▶ [About this exercise]:
Beginning with the very first line, please reproduce the entries exactly through the line containing "pub enum VetError".
(Provided data begins)
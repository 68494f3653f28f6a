//! A chat session: a flow controller wired to a relay transport.

use std::sync::Arc;

use crate::controller::{FlowController, InputOutcome, PendingRequest};
use crate::error::FlowError;
use crate::message::ChatMessage;
use crate::transport::RelayTransport;

/// Runs submitted input through the controller and sends the resulting
/// requests one at a time.
pub struct ChatSession {
    controller: FlowController,
    transport: Arc<dyn RelayTransport>,
}

impl ChatSession {
    pub fn new(controller: FlowController, transport: Arc<dyn RelayTransport>) -> Self {
        Self {
            controller,
            transport,
        }
    }

    pub fn controller(&self) -> &FlowController {
        &self.controller
    }

    pub fn controller_mut(&mut self) -> &mut FlowController {
        &mut self.controller
    }

    /// Send a pending request and record the reply.
    ///
    /// Transport failures become an `"Error: ..."` bot message. Fails with
    /// `NoRequestInFlight` if the controller has nothing outstanding.
    pub async fn dispatch(&mut self, request: PendingRequest) -> Result<&ChatMessage, FlowError> {
        if !self.controller.is_loading() {
            return Err(FlowError::NoRequestInFlight);
        }
        let result = self.transport.send(&request).await;
        self.controller.complete(result)
    }

    /// Submit a line of input and, if it produced a request, send it.
    ///
    /// Returns the messages appended by this call.
    pub async fn submit(&mut self, input: &str) -> Result<&[ChatMessage], FlowError> {
        let start = self.controller.messages().len();
        if let InputOutcome::Dispatch(request) = self.controller.submit_input(input)? {
            self.dispatch(request).await?;
        }
        Ok(&self.controller.messages()[start..])
    }
}
use thiserror::Error;

/// Top-level error type for VetLLM.
///
/// Subsystem crates keep their own error enums and convert into this one
/// where they cross crate boundaries.
#[derive(Debug, Error)]
#[non_exhaustive]
pub enum VetError {
    #[error("Configuration error: {0}")]
    Config(String),

    #[error("I/O error: {0}")]
    Io(#[from] std::io::Error),

    #[error("Serialization error: {0}")]
    Serialization(String),

    #[error("Backend error: {0}")]
    Backend(String),

    #[error("HTTP server error: {0}")]
    Http(String),
}

impl From<serde_json::Error> for VetError {
    fn from(err: serde_json::Error) -> Self {
        VetError::Serialization(err.to_string())
    }
}

/// A specialized `Result` type for VetLLM operations.
pub type Result<T> = std::result::Result<T, VetError>;
//! Relay error types.
//!
//! `ApiError` maps request-level failures to HTTP status codes with a
//! `{ "error": "..." }` body. `RelayError` covers backend failures, which
//! never become HTTP errors: the relay folds them into an `"Error: ..."`
//! response payload.

use axum::http::StatusCode;
use axum::response::{IntoResponse, Response};
use axum::Json;

use vetllm_core::types::ErrorResponse;

/// API error type that maps to HTTP status codes and JSON responses.
#[derive(Debug)]
pub enum ApiError {
    /// 400 Bad Request - missing or invalid request fields.
    BadRequest(String),
    /// 404 Not Found - static page missing.
    NotFound(String),
    /// 500 Internal Server Error - unexpected server error.
    Internal(String),
}

impl IntoResponse for ApiError {
    fn into_response(self) -> Response {
        let (status, message) = match self {
            ApiError::BadRequest(msg) => (StatusCode::BAD_REQUEST, msg),
            ApiError::NotFound(msg) => (StatusCode::NOT_FOUND, msg),
            ApiError::Internal(msg) => (StatusCode::INTERNAL_SERVER_ERROR, msg),
        };

        (status, Json(ErrorResponse { error: message })).into_response()
    }
}

impl From<vetllm_core::VetError> for ApiError {
    fn from(err: vetllm_core::VetError) -> Self {
        ApiError::Internal(err.to_string())
    }
}

/// Failure talking to the external backend.
#[derive(Debug, thiserror::Error)]
pub enum RelayError {
    #[error("{0}")]
    Network(#[from] reqwest::Error),
    #[error("invalid JSON from backend: {0}")]
    Decode(#[from] serde_json::Error),
    #[error("failed to build HTTP client: {0}")]
    Client(String),
}

impl From<RelayError> for vetllm_core::VetError {
    fn from(err: RelayError) -> Self {
        vetllm_core::VetError::Backend(err.to_string())
    }
}
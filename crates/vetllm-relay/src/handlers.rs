//! Route handler functions for all relay endpoints.
//!
//! Query handlers parse the `{ message, provider }` body leniently (an empty
//! body counts as `{}`), relay it through `QueryRelay`, and always answer
//! 200 with `{ response, matches }` once a message is present.

use std::io::ErrorKind;

use axum::extract::{Path, State};
use axum::response::Html;
use axum::Json;
use bytes::Bytes;
use serde::{Deserialize, Serialize};

use vetllm_core::types::{RelayRequest, RelayResponse};
use vetllm_core::{Category, VetError};

use crate::error::ApiError;
use crate::state::AppState;

/// Route used by `/chat` when no category is given.
const CHAT_FALLBACK: (Category, &str) = (Category::Clinical, "synonym");

// =============================================================================
// Response types
// =============================================================================

#[derive(Debug, Serialize, Deserialize)]
#[serde(rename_all = "camelCase")]
pub struct HealthResponse {
    pub status: String,
    pub version: String,
    pub uptime_secs: u64,
    pub api_base_url: String,
}

// =============================================================================
// Helpers
// =============================================================================

/// Parse a query body. Empty bodies are treated as `{}`.
fn parse_request(body: &Bytes) -> Result<RelayRequest, ApiError> {
    if body.iter().all(u8::is_ascii_whitespace) {
        return Ok(RelayRequest::default());
    }
    serde_json::from_slice(body)
        .map_err(|e| ApiError::BadRequest(format!("Invalid JSON body: {}", e)))
}

/// Extract the required message, rejecting missing or empty values.
fn require_message(request: &RelayRequest) -> Result<&str, ApiError> {
    match request.text() {
        Some(message) if !message.is_empty() => Ok(message),
        _ => Err(ApiError::BadRequest("No message provided".to_string())),
    }
}

/// Action keywords are path segments on the backend: ASCII letters, digits
/// and underscores only.
fn require_action(action: &str) -> Result<&str, ApiError> {
    if !action.is_empty() && action.chars().all(|c| c.is_ascii_alphanumeric() || c == '_') {
        Ok(action)
    } else {
        tracing::warn!(action, "Rejected action keyword");
        Err(ApiError::BadRequest(format!("Invalid action: {}", action)))
    }
}

async fn relay_query(
    state: &AppState,
    category: Category,
    action: &str,
    body: &Bytes,
) -> Result<Json<RelayResponse>, ApiError> {
    let action = require_action(action)?;
    let request = parse_request(body)?;
    let message = require_message(&request)?;
    tracing::info!(
        category = %category,
        action,
        provider = ?request.provider,
        query = message,
        "Received query"
    );

    let response = state
        .relay
        .process(message, request.provider.as_deref(), category, action)
        .await;
    Ok(Json(response))
}

// =============================================================================
// Handler functions
// =============================================================================

/// POST /clinical/{action}
pub async fn clinical_query(
    State(state): State<AppState>,
    Path(action): Path<String>,
    body: Bytes,
) -> Result<Json<RelayResponse>, ApiError> {
    relay_query(&state, Category::Clinical, &action, &body).await
}

/// POST /disease/{action}
pub async fn disease_query(
    State(state): State<AppState>,
    Path(action): Path<String>,
    body: Bytes,
) -> Result<Json<RelayResponse>, ApiError> {
    relay_query(&state, Category::Disease, &action, &body).await
}

/// POST /pharma/{action}
pub async fn pharma_query(
    State(state): State<AppState>,
    Path(action): Path<String>,
    body: Bytes,
) -> Result<Json<RelayResponse>, ApiError> {
    relay_query(&state, Category::Pharma, &action, &body).await
}

/// POST /chat - general fallback, routed to clinical/synonym.
pub async fn chat(
    State(state): State<AppState>,
    body: Bytes,
) -> Result<Json<RelayResponse>, ApiError> {
    let (category, action) = CHAT_FALLBACK;
    relay_query(&state, category, action, &body).await
}

/// GET / - the static chat page from the public directory.
pub async fn index(State(state): State<AppState>) -> Result<Html<String>, ApiError> {
    let page = state.public_dir.join("chat.html");
    match tokio::fs::read_to_string(&page).await {
        Ok(html) => Ok(Html(html)),
        Err(e) if e.kind() == ErrorKind::NotFound => {
            tracing::warn!(path = %page.display(), "Chat page not found");
            Err(ApiError::NotFound("chat.html not found".to_string()))
        }
        Err(e) => {
            tracing::error!(path = %page.display(), error = %e, "Failed to read chat page");
            Err(VetError::from(e).into())
        }
    }
}

/// GET /health - health check.
pub async fn health(State(state): State<AppState>) -> Json<HealthResponse> {
    Json(HealthResponse {
        status: "healthy".to_string(),
        version: env!("CARGO_PKG_VERSION").to_string(),
        uptime_secs: state.start_time.elapsed().as_secs(),
        api_base_url: state.config.api_base_url.clone(),
    })
}
//! Wire types shared by the relay, the chat client and the backend client.

use serde::{Deserialize, Serialize};
use serde_json::Value;

/// Body accepted by the relay query routes.
///
/// `query` is accepted in place of `message`; `message` wins when both are set.
#[derive(Debug, Clone, Default, PartialEq, Serialize, Deserialize)]
pub struct RelayRequest {
    #[serde(default, skip_serializing_if = "Option::is_none")]
    pub message: Option<String>,
    #[serde(default, skip_serializing_if = "Option::is_none")]
    pub query: Option<String>,
    #[serde(default, skip_serializing_if = "Option::is_none")]
    pub provider: Option<String>,
}

impl RelayRequest {
    /// The query text, from `message` or else `query`.
    pub fn text(&self) -> Option<&str> {
        self.message.as_deref().or(self.query.as_deref())
    }
}

/// Body returned by the relay query routes.
///
/// `response` is usually a string (sometimes JSON-encoded structured data);
/// `matches` carries the backend's reference text, or `""` when absent.
#[derive(Debug, Clone, PartialEq, Serialize, Deserialize)]
pub struct RelayResponse {
    #[serde(default = "empty_string")]
    pub response: Value,
    #[serde(default = "empty_string")]
    pub matches: Value,
}

impl RelayResponse {
    /// A failed exchange: `"Error: <message>"` with empty matches.
    pub fn error(message: impl std::fmt::Display) -> Self {
        Self {
            response: Value::String(format!("Error: {}", message)),
            matches: empty_string(),
        }
    }
}

/// JSON error body: `{ "error": "<message>" }`.
#[derive(Debug, Clone, PartialEq, Serialize, Deserialize)]
pub struct ErrorResponse {
    pub error: String,
}

/// Either shape the relay can answer with.
#[derive(Debug, Clone, PartialEq, Deserialize)]
#[serde(untagged)]
pub enum RelayReply {
    Failure(ErrorResponse),
    Success(RelayResponse),
}

/// Body the relay posts to the external backend.
#[derive(Debug, Clone, PartialEq, Serialize, Deserialize)]
pub struct BackendRequest {
    pub query: String,
    pub endpoint: String,
    pub provider: String,
}

/// Body the external backend answers with.
#[derive(Debug, Clone, Default, PartialEq, Deserialize)]
pub struct BackendReply {
    #[serde(default)]
    pub response: Option<Value>,
    #[serde(default)]
    pub reference: Option<Value>,
}

impl BackendReply {
    /// Convert into the relay's response shape, defaulting missing, null or
    /// empty fields to `""`.
    pub fn into_relay_response(self) -> RelayResponse {
        RelayResponse {
            response: or_empty(self.response),
            matches: or_empty(self.reference),
        }
    }
}

fn empty_string() -> Value {
    Value::String(String::new())
}

fn or_empty(value: Option<Value>) -> Value {
    match value {
        None | Some(Value::Null) | Some(Value::Bool(false)) => empty_string(),
        Some(v) => v,
    }
}

/// Whether a value is empty in the relay's sense (`""`, null, `false`).
pub fn is_blank(value: &Value) -> bool {
    match value {
        Value::Null | Value::Bool(false) => true,
        Value::String(s) => s.is_empty(),
        _ => false,
    }
}
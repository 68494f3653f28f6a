//! Shared building blocks for the VetLLM relay and chat client.
//!
//! Holds the JSON configuration, the top-level error type, the static
//! prompt catalog and the wire types exchanged between client, relay and
//! backend.

pub mod catalog;
pub mod config;
pub mod error;
pub mod types;

pub use catalog::{ActionDescriptor, Catalog, Category, MultiStep, StepField, Substitution};
pub use config::VetConfig;
pub use error::{Result, VetError};
pub use types::*;
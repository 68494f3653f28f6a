//! Router setup with all relay routes and middleware.
//!
//! Configures the axum Router with CORS, tracing, compression, the query
//! routes and static file serving from the public directory.

use axum::extract::DefaultBodyLimit;
use axum::http::{header, HeaderValue, Method};
use axum::routing::{get, post};
use axum::Router;
use tower_http::compression::CompressionLayer;
use tower_http::cors::{AllowOrigin, CorsLayer};
use tower_http::services::ServeDir;
use tower_http::trace::TraceLayer;

use vetllm_core::error::VetError;

use crate::handlers;
use crate::state::AppState;

/// Origins allowed to call the relay from a browser.
///
/// Uses `server.allowedOrigins` when set, else localhost on the serving port.
fn allowed_origins(state: &AppState) -> Vec<HeaderValue> {
    let server = &state.config.server;
    let origins: Vec<String> = if server.allowed_origins.is_empty() {
        vec![
            format!("http://127.0.0.1:{}", server.port),
            format!("http://localhost:{}", server.port),
        ]
    } else {
        server.allowed_origins.clone()
    };

    origins
        .iter()
        .filter_map(|origin| match origin.parse::<HeaderValue>() {
            Ok(value) => Some(value),
            Err(e) => {
                tracing::warn!(origin = %origin, error = %e, "Ignoring invalid CORS origin");
                None
            }
        })
        .collect()
}

/// Create the axum Router with all routes and middleware.
pub fn create_router(state: AppState) -> Router {
    let cors = CorsLayer::new()
        .allow_origin(AllowOrigin::list(allowed_origins(&state)))
        .allow_methods([Method::GET, Method::POST, Method::OPTIONS])
        .allow_headers([header::CONTENT_TYPE, header::ACCEPT]);

    let static_files = ServeDir::new(&state.public_dir);

    Router::new()
        .route("/", get(handlers::index))
        .route("/health", get(handlers::health))
        .route("/chat", post(handlers::chat))
        .route("/clinical/{action}", post(handlers::clinical_query))
        .route("/disease/{action}", post(handlers::disease_query))
        .route("/pharma/{action}", post(handlers::pharma_query))
        .fallback_service(static_files)
        .layer(DefaultBodyLimit::max(256 * 1024))
        .layer(CompressionLayer::new())
        .layer(TraceLayer::new_for_http())
        .layer(cors)
        .with_state(state)
}

/// Start the HTTP server on the configured host and port.
pub async fn start_server(state: AppState) -> Result<(), VetError> {
    let addr = format!("{}:{}", state.config.server.host, state.config.server.port);
    let router = create_router(state);

    let listener = tokio::net::TcpListener::bind(&addr)
        .await
        .map_err(|e| VetError::Http(format!("Failed to bind {}: {}", addr, e)))?;

    tracing::info!(addr = %addr, "Server is running");

    axum::serve(listener, router)
        .await
        .map_err(|e| VetError::Http(format!("Server error: {}", e)))?;

    Ok(())
}
//! VetLLM relay - axum HTTP server that normalizes chat queries and
//! forwards them to the external clinical/pharma backend.
//!
//! Serves the static chat page, the category query routes
//! (`/clinical/{action}`, `/disease/{action}`, `/pharma/{action}`), the
//! `/chat` fallback and a health check.

pub mod backend;
pub mod error;
pub mod handlers;
pub mod normalizer;
pub mod relay;
pub mod routes;
pub mod state;

pub use backend::{HttpBackend, QueryBackend};
pub use error::{ApiError, RelayError};
pub use relay::QueryRelay;
pub use routes::{create_router, start_server};
pub use state::AppState;
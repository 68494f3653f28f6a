//! Error types for the conversation flow.

use vetllm_core::error::VetError;

/// Errors from the flow controller and its relay transport.
#[derive(Debug, thiserror::Error)]
pub enum FlowError {
    #[error("cannot {action} while in {state}")]
    InvalidTransition { state: String, action: &'static str },
    #[error("unknown category: {0}")]
    UnknownCategory(String),
    #[error("unknown action: {0}")]
    UnknownAction(String),
    #[error("a request is already in flight")]
    RequestInFlight,
    #[error("no request is in flight")]
    NoRequestInFlight,
    #[error("input cannot be empty")]
    EmptyInput,
    /// Shown to the user verbatim after `"Error: "`.
    #[error("{0}")]
    Transport(String),
}

impl From<reqwest::Error> for FlowError {
    fn from(err: reqwest::Error) -> Self {
        FlowError::Transport(err.to_string())
    }
}

impl From<FlowError> for VetError {
    fn from(err: FlowError) -> Self {
        VetError::Http(err.to_string())
    }
}

#[cfg(test)]
mod tests {
    use super::*;

    #[test]
    fn test_flow_error_display() {
        let err = FlowError::InvalidTransition {
            state: "SelectCategory".to_string(),
            action: "go back",
        };
        assert_eq!(err.to_string(), "cannot go back while in SelectCategory");

        assert_eq!(
            FlowError::UnknownCategory("surgery".to_string()).to_string(),
            "unknown category: surgery"
        );
        assert_eq!(
            FlowError::UnknownAction("grooming".to_string()).to_string(),
            "unknown action: grooming"
        );
        assert_eq!(
            FlowError::RequestInFlight.to_string(),
            "a request is already in flight"
        );
        assert_eq!(
            FlowError::NoRequestInFlight.to_string(),
            "no request is in flight"
        );
        assert_eq!(FlowError::EmptyInput.to_string(), "input cannot be empty");
    }

    #[test]
    fn test_transport_error_is_bare_message() {
        let err = FlowError::Transport("connection refused".to_string());
        assert_eq!(err.to_string(), "connection refused");
    }

    #[test]
    fn test_into_vet_error() {
        let err: VetError = FlowError::Transport("timed out".to_string()).into();
        assert!(matches!(err, VetError::Http(_)));
        assert!(err.to_string().contains("timed out"));
    }
}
(Provided data ends)
▶ [Solution to this task]:
repository 68494f3653f28f6a
//! A chat session: a flow controller wired to a relay transport.

use std::sync::Arc;

use crate::controller::{FlowController, InputOutcome, PendingRequest};
use crate::error::FlowError;
use crate::message::ChatMessage;
use crate::transport::RelayTransport;

/// Runs submitted input through the controller and sends the resulting
/// requests one at a time.
pub struct ChatSession {
    controller: FlowController,
    transport: Arc<dyn RelayTransport>,
}

impl ChatSession {
    pub fn new(controller: FlowController, transport: Arc<dyn RelayTransport>) -> Self {
        Self {
            controller,
            transport,
        }
    }

    pub fn controller(&self) -> &FlowController {
        &self.controller
    }

    pub fn controller_mut(&mut self) -> &mut FlowController {
        &mut self.controller
    }

    /// Send a pending request and record the reply.
    ///
    /// Transport failures become an `"Error: ..."` bot message. Fails with
    /// `NoRequestInFlight` if the controller has nothing outstanding.
    pub async fn dispatch(&mut self, request: PendingRequest) -> Result<&ChatMessage, FlowError> {
        if !self.controller.is_loading() {
            return Err(FlowError::NoRequestInFlight);
        }
        let result = self.transport.send(&request).await;
        self.controller.complete(result)
    }

    /// Submit a line of input and, if it produced a request, send it.
    ///
    /// Returns the messages appended by this call.
    pub async fn submit(&mut self, input: &str) -> Result<&[ChatMessage], FlowError> {
        let start = self.controller.messages().len();
        if let InputOutcome::Dispatch(request) = self.controller.submit_input(input)? {
            self.dispatch(request).await?;
        }
        Ok(&self.controller.messages()[start..])
    }
}
use thiserror::Error;

/// Top-level error type for VetLLM.
///
/// Subsystem crates keep their own error enums and convert into this one
/// where they cross crate boundaries.
#[derive(Debug, Error)]
#[non_exhaustive]
pub enum VetError {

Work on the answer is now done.